Message ID | 1403701970-21947-1-git-send-email-will.newton@linaro.org |
---|---|
State | Accepted |
Headers | show |
On Wed, 25 Jun 2014, Will Newton wrote: > Add support for the new HWCAP2 values for ARMv8 added in the > 3.15 kernel. Tested using QEMU which supports these extensions. > > ChangeLog: > > 2014-06-25 Will Newton <will.newton@linaro.org> > > * sysdeps/unix/sysv/linux/arm/dl-procinfo.c > (_dl_arm_cap_flags): Add HWCAP2 values. > * sysdeps/unix/sysv/linux/arm/dl-procinfo.h > (_DL_HWCAP_COUNT): Increase to 37. > (_DL_HWCAP_LAST): New define. > (_DL_HWCAP2_LAST): New define. > (_dl_procinfo): Add support for printing > AT_HWCAP2 entries. > (_dl_string_hwcap): Use _dl_hwcap_string. OK.
> + switch(type)
Missing space.
On 25/06/14 14:12, Will Newton wrote: > Add support for the new HWCAP2 values for ARMv8 added in the > 3.15 kernel. Tested using QEMU which supports these extensions. > > ChangeLog: > > 2014-06-25 Will Newton <will.newton@linaro.org> > > * sysdeps/unix/sysv/linux/arm/dl-procinfo.c > (_dl_arm_cap_flags): Add HWCAP2 values. > * sysdeps/unix/sysv/linux/arm/dl-procinfo.h > (_DL_HWCAP_COUNT): Increase to 37. > (_DL_HWCAP_LAST): New define. > (_DL_HWCAP2_LAST): New define. > (_dl_procinfo): Add support for printing > AT_HWCAP2 entries. > (_dl_string_hwcap): Use _dl_hwcap_string.
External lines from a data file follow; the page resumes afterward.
/// Source icon decoding and resizing.
pub mod decode;
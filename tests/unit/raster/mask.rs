use super::*;

fn mask_from_art(rows: &[&str]) -> GridMask {
    let mut m = GridMask::new(rows.len());
    for (y, row) in rows.iter().enumerate() {
        for (x, ch) in row.chars().enumerate() {
            m.set(x, y, ch == '#');
        }
    }
    m
}

#[test]
fn out_of_bounds_writes_are_noops() {
    let mut m = GridMask::new(4);
    m.set_if_in_bounds(-1, 0, true);
    m.set_if_in_bounds(0, -3, true);
    m.set_if_in_bounds(4, 1, true);
    m.set_if_in_bounds(1, 4, true);
    assert_eq!(m.count_on(), 0);
    assert!(!m.get(10, 10));

    m.set_if_in_bounds(3, 3, true);
    assert!(m.get(3, 3));
}

#[test]
fn row_segments_find_runs_including_trailing_run() {
    let m = mask_from_art(&[
        "##..#.##", "........", "########", "#.#.#.#.", "........", "........", "........",
        "........",
    ]);
    assert_eq!(
        m.row_segments(0).as_slice(),
        &[
            Segment { start: 0, end: 1 },
            Segment { start: 4, end: 4 },
            Segment { start: 6, end: 7 },
        ]
    );
    assert!(m.row_segments(1).is_empty());
    assert_eq!(m.row_segments(2).as_slice(), &[Segment { start: 0, end: 7 }]);
    assert_eq!(m.row_segments(3).len(), 4);
}

#[test]
fn center_segment_takes_middle_run_of_first_three_run_row() {
    let m = mask_from_art(&["######", "#.##.#", "#....#", "######", "......", "......"]);
    assert_eq!(m.center_segment(), Some(Segment { start: 2, end: 3 }));

    let plain = mask_from_art(&["##", "##"]);
    assert_eq!(plain.center_segment(), None);
}

#[test]
fn differs_within_ignores_cells_outside_visibility() {
    let visibility = mask_from_art(&["##.", "...", "..."]);
    let a = mask_from_art(&["#..", "...", "..#"]);
    let b = mask_from_art(&["#.#", "#..", "..."]);
    assert!(!a.differs_within(&b, &visibility));

    let c = mask_from_art(&["##.", "...", "..."]);
    assert!(a.differs_within(&c, &visibility));
}

#[test]
fn bit_rows_read_most_significant_first() {
    let m = GridMask::from_bit_rows(&[0b1001, 0b0110, 0, 0b1111], 4);
    assert!(m.get(0, 0) && !m.get(1, 0) && m.get(3, 0));
    assert!(m.get(1, 1) && m.get(2, 1));
    assert_eq!(m.count_on(), 8);
}

#[test]
fn from_alpha_marks_any_nonzero_alpha() {
    let mut r = RasterBuffer::transparent_square(3);
    r.put_pixel(0, 0, [0, 0, 0, 1]);
    r.put_pixel(2, 1, [255, 255, 255, 255]);
    let m = GridMask::from_alpha(&r).unwrap();
    assert_eq!(m.size(), 3);
    assert!(m.get(0, 0));
    assert!(m.get(2, 1));
    assert_eq!(m.count_on(), 2);

    assert!(GridMask::from_alpha(&RasterBuffer::transparent(3, 2)).is_err());
}

#[test]
fn from_alpha_at_least_applies_the_threshold() {
    let mut r = RasterBuffer::transparent_square(2);
    r.put_pixel(0, 0, [0, 0, 0, 127]);
    r.put_pixel(1, 1, [0, 0, 0, 128]);
    let m = GridMask::from_alpha_at_least(&r, 128).unwrap();
    assert!(!m.get(0, 0));
    assert!(m.get(1, 1));
}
I don't have a specific comment about this patch. I do have a general comment that I think the HWCAPs exported by the kernel for 32-bit ARM are a joke. The principle problem is that there is precisely zero way to determine the base architecture. You cannot even tell whether you are running on ARMv6 or ARMv7, let alone whether you have key features such as Thumb2. I've heard it suggested that you can part the architecture string (eg armv7l), but 1) the format of this string is not precisely defined in a way that allows you to predict what future cores will generate and 2) parsing strings in ifunc code when function calls can't be made is likely to be hairy at best. We really need a better solution than this. R.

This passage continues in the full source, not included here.